Muchos de vosotros habréis aprovechado estos días de confinamiento para hacer el cambio de temporada, pero seguro que aún hay muchos que lo tienen pendiente. Independientemente de vuestra situación, hoy queremos compartir con todos vosotros algunos consejos que os ayudarán a guardar esa ropa de forma correcta y eficaz, y que estén en perfectas condiciones para la llegada del frío. Veamos cuales son estos consejos.

Lavado y secado

Antes de guardar la ropa, es recomendable darle un último lavado para asegurarnos de que la guardaremos limpia de cualquier suciedad. En este caso, es necesario que nos fijemos bien en las instrucciones del fabricante para no estropear la ropa. También es importante que la sequemos bien para que esté limpia de todo tipo de bacterias, ácaros o virus.

Lugar óptimo

No todos los lugares son buenos para guardar la ropa. Hay que elegir un lugar que esté limpio y alejado de toda humedad. Si tienes espacio en el armario, puedes utilizarlo, sino puede utilizar cajas de plástico bien cerradas y almacenarlas en el canapé, debajo de la cama o en algún altillo.

Los abrigos en los armarios

Los abrigos son las prendas de invierno que más espacio suelen ocupar y que mayores problemas nos dan para ser guardados. Lo más recomendable es que estén dentro de tu armario habitual, pero si no tienes espacio, siempre puedes comprar uno de tela expresamente para esto. Eso si, tienes que tener en cuenta el tamaño que necesitas para no quedarte corto. Como se suele decir, mejor que sobre que no que falte.

A la hora de guardarlos, mejor utilizar perchas de madera, y siempre que estén limpios. Lo mejor es que cada abrigo cuente con su propia percha y con una bolsa de tela.

Utiliza bolsas de envasar al vacío

En el caso de que no dispongas de mucho espacio en tu hogar, las bolsas de envasar al vacío pueden ser tu salvación. Esto es debido a que puedes reducir su volumen casi a la mitad, lo que supone un importante ahorro de espacio. Además, también evitarás que se puedan dañar, al crear una atmósfera libre de ácaros. Para ello, solo tienes que utilizar bolsas especiales y una aspiradora.

Guardar la ropa de cama

Para guardar la ropa de cama, lo primero sería lavarla y doblarla lo mejor posible para que ocupen el menor espacio posible. A la hora de guardarla, coloca la funda y las bajeras dentro de la sábana, creando de esta forma una especie de sándwich. Pon esos conjuntos dentro de bolsas de lino o algodón.

Evitar el mal olor

Consejos para guardar la ropa de invierno de forma correcta 3

Si no te quieres llevar un susto cuando tengas que volver hacer el cambio de temporada, te recomendamos que utilices bolsas especiales para evitar que cojan mal olor. También es recomendable utilizar antipolillas para mejorar la protección de las prendas.

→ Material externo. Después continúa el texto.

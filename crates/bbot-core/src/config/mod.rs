use serde::{Deserialize, Serialize};
use std::path::PathBuf;

use crate::constants::{defaults, endpoints, models};
use crate::error::{BbotError, Result};
use crate::llm::ProviderId;

/// User-editable settings, loaded from `config.toml` and overridden by
/// command-line flags before the session starts.
#[derive(Debug, Clone, Serialize, Deserialize)]
#[serde(default)]
pub struct Settings {
    pub provider: ProviderId,
    pub model: String,
    /// Environment variable holding the API key. Empty means the
    /// provider's conventional variable.
    pub api_key_env: String,
    pub history_dir: PathBuf,
    pub system_prompt: String,
    pub openai_base_url: String,
    pub anthropic_base_url: String,
}

impl Default for Settings {
    fn default() -> Self {
        Self {
            provider: ProviderId::OpenAI,
            model: models::O1_MINI.to_string(),
            api_key_env: String::new(),
            history_dir: PathBuf::from(defaults::HISTORY_DIR),
            system_prompt: defaults::SYSTEM_PROMPT.to_string(),
            openai_base_url: endpoints::OPENAI_BASE_URL.to_string(),
            anthropic_base_url: endpoints::ANTHROPIC_BASE_URL.to_string(),
        }
    }
}

impl Settings {
    pub fn config_path() -> PathBuf {
        dirs::config_dir()
            .unwrap_or_else(|| PathBuf::from("."))
            .join("bbot")
            .join("config.toml")
    }

    pub fn load() -> Self {
        Self::load_from(&Self::config_path())
    }

    /// Read settings from `path`, falling back to defaults when the file is
    /// missing or does not parse.
    pub fn load_from(path: &std::path::Path) -> Self {
        if path.exists() {
            match std::fs::read_to_string(path) {
                Ok(content) => match toml::from_str(&content) {
                    Ok(settings) => return settings,
                    Err(e) => tracing::warn!("Ignoring malformed {}: {}", path.display(), e),
                },
                Err(e) => tracing::warn!("Could not read {}: {}", path.display(), e),
            }
        }
        Self::default()
    }

    pub fn save(&self) -> Result<()> {
        self.save_to(&Self::config_path())
    }

    pub fn save_to(&self, path: &std::path::Path) -> Result<()> {
        if let Some(parent) = path.parent() {
            std::fs::create_dir_all(parent)?;
        }
        let content = toml::to_string_pretty(self).map_err(|e| BbotError::config(e.to_string()))?;
        std::fs::write(path, content)?;
        Ok(())
    }

    pub fn api_key_env(&self) -> &str {
        if self.api_key_env.is_empty() {
            self.provider.default_api_key_env()
        } else {
            &self.api_key_env
        }
    }

    /// Get the API key from the configured environment variable.
    pub fn api_key(&self) -> Option<String> {
        std::env::var(self.api_key_env())
            .ok()
            .filter(|key| !key.trim().is_empty())
    }

    pub fn base_url(&self) -> &str {
        match self.provider {
            ProviderId::OpenAI => &self.openai_base_url,
            ProviderId::Anthropic => &self.anthropic_base_url,
        }
    }

    /// Freeze these settings into the configuration a session runs with.
    pub fn into_config(self, api_key: impl Into<String>) -> Result<ChatConfig> {
        if !self.provider.supports_model(&self.model) {
            return Err(BbotError::config(format!(
                "Model '{}' is not available for {} (choose one of: {})",
                self.model,
                self.provider,
                self.provider.known_models().join(", ")
            )));
        }

        let api_key = api_key.into();
        if api_key.trim().is_empty() {
            return Err(BbotError::config(format!(
                "No API key for {}",
                self.provider
            )));
        }

        let base_url = self.base_url().to_string();
        Ok(ChatConfig {
            provider: self.provider,
            model: self.model,
            api_key: api_key.trim().to_string(),
            base_url,
            system_prompt: self.system_prompt,
            history_dir: self.history_dir,
        })
    }
}

/// Immutable session configuration, built once at startup and passed by
/// reference to the provider factory and the session.
#[derive(Clone)]
pub struct ChatConfig {
    provider: ProviderId,
    model: String,
    api_key: String,
    base_url: String,
    system_prompt: String,
    history_dir: PathBuf,
}

impl ChatConfig {
    pub fn provider(&self) -> ProviderId {
        self.provider
    }

    pub fn model(&self) -> &str {
        &self.model
    }

    pub fn api_key(&self) -> &str {
        &self.api_key
    }

    pub fn base_url(&self) -> &str {
        &self.base_url
    }

    pub fn system_prompt(&self) -> &str {
        &self.system_prompt
    }

    pub fn history_dir(&self) -> &std::path::Path {
        &self.history_dir
    }
}

impl std::fmt::Debug for ChatConfig {
    fn fmt(&self, f: &mut std::fmt::Formatter<'_>) -> std::fmt::Result {
        f.debug_struct("ChatConfig")
            .field("provider", &self.provider)
            .field("model", &self.model)
            .field("api_key", &"<redacted>")
            .field("base_url", &self.base_url)
            .field("history_dir", &self.history_dir)
            .finish()
    }
}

Organiza el espacio donde vayas a guardarla

Coloca la ropa de invierno en segundo lugar y la que vayas a utilizar para la temporada primavera-verano, más a mano. Utiliza etiquetas si las guardas en cajas y por grupo de prendas, es decir, las mantas juntas, las sábanas en otra caja, los nórdicos en otra bolsa…

Mantas en fundas de tela

Si no tienen manchas, basta con que las airees y les pases el aspirador antes de guardarlas. Si es necesario lavarlas, fíjate en su composición para saber si puedes lavarlas en la lavadora o si debes llevarlas a la tintorería. Dóblalas, pero sin que queden muy voluminosas, y ponlas en fundas de tela, junto con un antipolillas o un saquito perfumado. Como ocupan bastante, es mejor que las guardes en la parte alta del armario o, si tienes, en el canapé de la cama.

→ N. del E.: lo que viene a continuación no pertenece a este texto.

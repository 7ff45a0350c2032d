use thiserror::Error;

/// Failure reported by an LLM provider: transport errors, non-success
/// status codes and unparsable response bodies all end up here.
#[derive(Error, Debug, Clone, PartialEq, Eq)]
#[error("{0}")]
pub struct ProviderError(pub String);

impl ProviderError {
    pub fn new(message: impl Into<String>) -> Self {
        Self(message.into())
    }

    pub fn message(&self) -> &str {
        &self.0
    }
}

impl From<reqwest::Error> for ProviderError {
    fn from(err: reqwest::Error) -> Self {
        Self(err.to_string())
    }
}

#[derive(Error, Debug)]
pub enum BbotError {
    #[error("Provider error: {0}")]
    Provider(#[from] ProviderError),

    #[error("Configuration error: {0}")]
    Config(String),

    #[error("IO error: {0}")]
    Io(#[from] std::io::Error),

    #[error("JSON error: {0}")]
    Json(#[from] serde_json::Error),
}

impl BbotError {
    pub fn config(message: impl Into<String>) -> Self {
        Self::Config(message.into())
    }
}

pub type Result<T> = std::result::Result<T, BbotError>;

Separadores en los cajones

En el caso de tener muchos pañuelos, puede ser recomendable utilizar un cajón de la cómoda solo para ellos. Puedes utilizar una caja compartimentada sin tapa para tenerlos a la vita enrollados. Mientras que no los utilices, puedes colocar la tapa para protegerlos del polvo. La clave para mantener un cajón ordenado, es dividirlo de forma correcta.

Calzado bien organizado

Siempre que puedas, destina un mueble independiente para el calzado. De esta forma evitarás malos olores en el ropero. Guarda los pares en cajas que resulta más ordenado e higiénico. Os recomendamos que pongáis alguna etiqueta, de esta forma os será más fácil localizarlos en caso de necesidad.

Estos son solo algunos consejos, seguro que cada uno de vosotros tenéis vuestros propios trucos. De ser así, os animamos a que los compartáis con todos nosotros. ¡A qué esperas!